Whenever the field of view shifted, the blob would follow the
buildings. "Would you look at this! This is an anomalous reading if
I've ever found one. Let's go investigate."
"Rex,
why would I come with you?"
"Because
you want to know what that blob of intense changing magnetic field
covering a large region of downtown is just as much as I do. Also,
you have yet to ride my new motorcycle."
It
was true. As soon as he called her attention to it, she'd been at war
with herself, her eyes darting between the monitor and her own
clenched fists.

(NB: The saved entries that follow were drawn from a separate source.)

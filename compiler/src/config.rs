// config.rs — Compilation settings
//
// Settings come from two layers: `set` statements in the `.mir` source, then
// command-line overrides. A later `set` of the same key replaces an earlier
// one.
//
// Preconditions: none.
// Postconditions: `Settings` holds the resolved values; problems are
//   reported as diagnostics.
// Failure modes: malformed values (E0100, E0107); unknown keys (W0100).
// Side effects: none.

use crate::ast::{Program, SetStmt, SetValue, StatementKind};
use crate::diag::{codes, Diagnostic};
use crate::types::Place;

pub const VALID_PLACES: &str = "valid_places";
pub const PICK_IO_COPY_KERNEL: &str = "pick_io_copy_kernel";

/// Resolved settings for one compilation.
#[derive(Debug, Clone, Default, PartialEq)]
pub struct Settings {
    /// Ordered places kernels are enumerated for, highest priority first.
    pub valid_places: Vec<Place>,
    /// Run io_copy kernel narrowing after io-complement.
    pub pick_io_copy_kernel: bool,
}

/// Command-line values that take precedence over the source.
#[derive(Debug, Clone, Default)]
pub struct Overrides {
    pub valid_places: Option<Vec<Place>>,
    pub pick_io_copy_kernel: Option<bool>,
}

impl Settings {
    /// Collect settings from the `set` statements of `program`.
    pub fn from_program(program: &Program) -> (Settings, Vec<Diagnostic>) {
        let mut settings = Settings::default();
        let mut diags = Vec::new();
        for stmt in &program.statements {
            if let StatementKind::Set(set) = &stmt.kind {
                if let Err(d) = settings.apply_set(set) {
                    diags.push(d.with_span(stmt.span));
                }
            }
        }
        (settings, diags)
    }

    fn apply_set(&mut self, set: &SetStmt) -> Result<(), Diagnostic> {
        match set.name.name.as_str() {
            VALID_PLACES => {
                let SetValue::Places(places, _) = &set.value else {
                    return Err(Diagnostic::error(
                        codes::E0107,
                        format!("'{}' expects a list of places", VALID_PLACES),
                    )
                    .with_hint("write `set valid_places = [cuda/float32/nchw, host/float32/nchw]`"));
                };
                let parsed = places
                    .iter()
                    .map(|p| {
                        p.to_place()
                            .map_err(|e| Diagnostic::error(codes::E0100, e.to_string()))
                    })
                    .collect::<Result<Vec<_>, _>>()?;
                self.valid_places = parsed;
                Ok(())
            }
            PICK_IO_COPY_KERNEL => {
                let value = match &set.value {
                    SetValue::Ident(v) if v.name == "true" => true,
                    SetValue::Ident(v) if v.name == "false" => false,
                    _ => {
                        return Err(Diagnostic::error(
                            codes::E0107,
                            format!("'{}' expects true or false", PICK_IO_COPY_KERNEL),
                        ))
                    }
                };
                self.pick_io_copy_kernel = value;
                Ok(())
            }
            other => Err(Diagnostic::warning(
                codes::W0100,
                format!("unknown setting '{}'", other),
            )
            .with_hint(format!("known settings: {}, {}", VALID_PLACES, PICK_IO_COPY_KERNEL))),
        }
    }

    /// Apply command-line overrides on top of the source settings.
    pub fn apply_overrides(&mut self, overrides: &Overrides) {
        if let Some(places) = &overrides.valid_places {
            self.valid_places = places.clone();
        }
        if let Some(pick) = overrides.pick_io_copy_kernel {
            self.pick_io_copy_kernel = pick;
        }
    }
}
// pipeline.rs — Compilation state and pass orchestration
//
// Holds the program, catalog, settings and graph of one compilation, builds
// the graph and runs the requested passes in dependency order.
//
// Preconditions: the catalog holds every kernel the program uses.
// Postconditions: `state.graph` holds the rewritten graph, or `has_error` is
//   set and the failing stage is returned.
// Failure modes: any stage emitting error-level diagnostics; pass errors are
//   converted to diagnostics.
// Side effects: calls `on_stage_complete` after each stage; logs timing.

use std::fmt;
use std::path::Path;
use std::time::{Duration, Instant};

use crate::ast::Program;
use crate::catalog::OpCatalog;
use crate::config::{Overrides, Settings};
use crate::diag::{codes, has_errors, Diagnostic};
use crate::graph::SsaGraph;
use crate::pass::{create_pass, schedule_passes, PassId};

// ── State ──────────────────────────────────────────────────────────────────

/// All artifacts of one compilation plus accumulated diagnostics.
pub struct CompilationState {
    pub program: Program,
    pub catalog: OpCatalog,
    pub settings: Settings,
    pub graph: Option<SsaGraph>,
    pub diagnostics: Vec<Diagnostic>,
    pub has_error: bool,
}

impl CompilationState {
    pub fn new(program: Program, catalog: OpCatalog, settings: Settings) -> Self {
        Self {
            program,
            catalog,
            settings,
            graph: None,
            diagnostics: Vec::new(),
            has_error: false,
        }
    }

    /// Parse `source`, register its kernels into `catalog` and resolve
    /// settings with `overrides` applied. Returns `None` when any of these
    /// steps reported an error; the diagnostics say why.
    pub fn prepare(
        source: &str,
        origin: &Path,
        mut catalog: OpCatalog,
        overrides: &Overrides,
    ) -> (Option<CompilationState>, Vec<Diagnostic>) {
        let parse_result = crate::parser::parse(source);
        let mut diags: Vec<Diagnostic> = parse_result
            .errors
            .iter()
            .map(|e| Diagnostic::error(codes::E0001, e.to_string()).with_span(*e.span()))
            .collect();
        let Some(program) = parse_result.program else {
            return (None, diags);
        };
        if has_errors(&diags) {
            return (None, diags);
        }

        let (count, kernel_diags) = catalog.register_program(&program, origin);
        diags.extend(kernel_diags);
        log::debug!("{}: {} kernel(s) declared in source", origin.display(), count);

        let (mut settings, setting_diags) = Settings::from_program(&program);
        diags.extend(setting_diags);
        settings.apply_overrides(overrides);

        if has_errors(&diags) {
            return (None, diags);
        }
        (Some(CompilationState::new(program, catalog, settings)), diags)
    }
}

// ── Stages and options ─────────────────────────────────────────────────────

/// A step of the pipeline: graph construction or one pass.
#[derive(Debug, Clone, Copy, PartialEq, Eq)]
pub enum Stage {
    BuildGraph,
    Pass(PassId),
}

impl fmt::Display for Stage {
    fn fmt(&self, f: &mut fmt::Formatter<'_>) -> fmt::Result {
        match self {
            Stage::BuildGraph => write!(f, "build_graph"),
            Stage::Pass(id) => write!(f, "{}", id.name()),
        }
    }
}

#[derive(Debug, Clone, Default)]
pub struct PipelineOptions {
    /// Passes to run (dependencies are added). Empty means the default set
    /// derived from the settings.
    pub passes: Vec<PassId>,
}

/// Passes run when none are requested explicitly.
pub fn default_passes(settings: &Settings) -> Vec<PassId> {
    if settings.pick_io_copy_kernel {
        vec![PassId::IoComplement, PassId::IoCopyKernelPick]
    } else {
        vec![PassId::IoComplement]
    }
}

// ── Error type ─────────────────────────────────────────────────────────────

/// Pipeline execution stopped at a stage that reported errors.
/// The diagnostics are in `CompilationState.diagnostics`.
#[derive(Debug, thiserror::Error)]
#[error("{failing_stage} failed")]
pub struct PipelineError {
    pub failing_stage: Stage,
}

// ── Helpers ────────────────────────────────────────────────────────────────

/// Per-stage post-processing: callback, accumulate, log, error check.
fn finish_stage(
    state: &mut CompilationState,
    stage: Stage,
    diags: Vec<Diagnostic>,
    elapsed: Duration,
    on_stage_complete: &mut impl FnMut(Stage, &[Diagnostic]),
) -> Result<(), PipelineError> {
    on_stage_complete(stage, &diags);
    let is_err = has_errors(&diags);
    state.diagnostics.extend(diags);
    log::info!("{} complete, {:.1}ms", stage, elapsed.as_secs_f64() * 1000.0);
    if is_err {
        state.has_error = true;
        return Err(PipelineError {
            failing_stage: stage,
        });
    }
    Ok(())
}

// ── Pipeline runner ────────────────────────────────────────────────────────

/// Build the graph, then run the requested passes in dependency order.
///
/// Preconditions: `state.program`, `state.catalog` and `state.settings` are set.
/// Postconditions: `state.graph` is the graph after the last pass, or
///   `state.has_error` is true.
/// Failure modes: builder errors; pass configuration or application errors.
/// Side effects: calls `on_stage_complete` after each stage.
pub fn run_pipeline(
    state: &mut CompilationState,
    options: &PipelineOptions,
    mut on_stage_complete: impl FnMut(Stage, &[Diagnostic]),
) -> Result<(), PipelineError> {
    let t = Instant::now();
    let built = crate::build::build_graph(
        &state.program,
        &state.catalog,
        &state.settings.valid_places,
    );
    let elapsed = t.elapsed();
    log::debug!(
        "built graph: {} arguments, {} instructions",
        built.graph.argument_count(),
        built.graph.instruction_count()
    );
    state.graph = Some(built.graph);
    finish_stage(
        state,
        Stage::BuildGraph,
        built.diagnostics,
        elapsed,
        &mut on_stage_complete,
    )?;

    let requested = if options.passes.is_empty() {
        default_passes(&state.settings)
    } else {
        options.passes.clone()
    };

    for id in schedule_passes(&requested) {
        let Some(graph) = state.graph.as_mut() else {
            break;
        };
        let t = Instant::now();
        let mut pass = create_pass(id);
        let result = pass
            .set_valid_places(state.settings.valid_places.clone())
            .and_then(|()| pass.apply(graph, &state.catalog));
        let elapsed = t.elapsed();
        let diags = match result {
            Ok(diags) => diags,
            Err(e) => {
                log::error!("{}: {}", pass.name(), e);
                vec![e.to_diagnostic()]
            }
        };
        finish_stage(state, Stage::Pass(id), diags, elapsed, &mut on_stage_complete)?;
    }
    Ok(())
}

// ── Tests ──────────────────────────────────────────────────────────────────

#[cfg(test)]
mod tests {
    use super::*;

    const SOURCE: &str = concat!(
        "set valid_places = [cuda/float32/nchw, host/float32/nchw]\n",
        "kernel io_copy host_to_device @ cuda/any/any (Input: host/any/any) -> (Out: cuda/any/any)\n",
        "kernel io_copy device_to_host @ cuda/any/any (Input: cuda/any/any) -> (Out: host/any/any)\n",
        "kernel relu @ cuda/float32/nchw (X: cuda/float32/nchw) -> (Out: cuda/float32/nchw)\n",
        "arg x: host/float32/nchw\n",
        "inst relu(X: x) -> (Out: y)\n",
    );

    fn prepare(source: &str, overrides: &Overrides) -> CompilationState {
        let (state, diags) =
            CompilationState::prepare(source, Path::new("<test>"), OpCatalog::new(), overrides);
        assert!(!has_errors(&diags), "{:?}", diags);
        state.unwrap()
    }

    #[test]
    fn runs_default_passes() {
        let mut state = prepare(SOURCE, &Overrides::default());
        let mut stages = Vec::new();
        run_pipeline(&mut state, &PipelineOptions::default(), |stage, _| stages.push(stage)).unwrap();
        assert_eq!(
            stages,
            vec![Stage::BuildGraph, Stage::Pass(PassId::IoComplement)]
        );
        let graph = state.graph.unwrap();
        assert_eq!(graph.instruction_count(), 2);
        let (_, io) = graph.instructions().find(|(_, i)| i.is_io_copy()).unwrap();
        // not narrowed
        assert_eq!(io.valid_kernels.len(), 2);
    }

    #[test]
    fn pick_setting_adds_narrowing() {
        let overrides = Overrides {
            pick_io_copy_kernel: Some(true),
            ..Overrides::default()
        };
        let mut state = prepare(SOURCE, &overrides);
        let mut stages = Vec::new();
        run_pipeline(&mut state, &PipelineOptions::default(), |stage, _| stages.push(stage)).unwrap();
        assert_eq!(stages.last(), Some(&Stage::Pass(PassId::IoCopyKernelPick)));
        let graph = state.graph.unwrap();
        let (_, io) = graph.instructions().find(|(_, i)| i.is_io_copy()).unwrap();
        assert_eq!(io.valid_kernels.len(), 1);
        assert_eq!(io.valid_kernels[0].alias, "host_to_device");
    }

    #[test]
    fn explicit_pass_pulls_in_dependencies() {
        let mut state = prepare(SOURCE, &Overrides::default());
        let options = PipelineOptions {
            passes: vec![PassId::IoCopyKernelPick],
        };
        let mut stages = Vec::new();
        run_pipeline(&mut state, &options, |stage, _| stages.push(stage)).unwrap();
        assert_eq!(stages.len(), 3);
        assert_eq!(stages[1], Stage::Pass(PassId::IoComplement));
    }

    #[test]
    fn empty_places_fail_the_pass() {
        let source = SOURCE.replace("set valid_places = [cuda/float32/nchw, host/float32/nchw]\n", "");
        let mut state = prepare(&source, &Overrides::default());
        // the builder already has no kernels to choose from
        let err = run_pipeline(&mut state, &PipelineOptions::default(), |_, _| {}).unwrap_err();
        assert_eq!(err.failing_stage, Stage::BuildGraph);
        assert!(state.has_error);
        assert!(state.diagnostics.iter().any(|d| d.code == Some(codes::E0104)));
    }

    #[test]
    fn pass_error_becomes_diagnostic() {
        let source = SOURCE
            .lines()
            .filter(|l| !l.starts_with("kernel io_copy"))
            .collect::<Vec<_>>()
            .join("\n");
        let mut state = prepare(&source, &Overrides::default());
        let err = run_pipeline(&mut state, &PipelineOptions::default(), |_, _| {}).unwrap_err();
        assert_eq!(err.failing_stage, Stage::Pass(PassId::IoComplement));
        assert_eq!(err.to_string(), "io_complement_pass failed");
        let d = state.diagnostics.last().unwrap();
        assert_eq!(d.code, Some(codes::E0201));
        assert!(d.message.contains("io_copy"));
    }

    #[test]
    fn prepare_reports_parse_errors() {
        let (state, diags) = CompilationState::prepare(
            "inst relu(X: x) (Out: y)",
            Path::new("<test>"),
            OpCatalog::new(),
            &Overrides::default(),
        );
        assert!(state.is_none());
        assert_eq!(diags[0].code, Some(codes::E0001));
        assert!(diags[0].span.is_some());
    }

    #[test]
    fn cli_places_override_source() {
        let overrides = Overrides {
            valid_places: Some(vec!["host/float32/nchw".parse().unwrap()]),
            ..Overrides::default()
        };
        let state = prepare(SOURCE, &overrides);
        assert_eq!(state.settings.valid_places.len(), 1);
    }
}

No one should have to live that way, and I have no
idea why she sticks with him, but sure as clockwork she shook her
head, sighed, and said, "I'll go get my helmet."
As
they left, she began to say something like "if you accumulate
things about which I'll never forgive you faster than our own
interpersonal growth..."
They
arrived back late that night. They'd found and neutralized a cult of
disgruntled City Transit bus drivers who were trying to summon some
ancient terror or another. It made quite a story.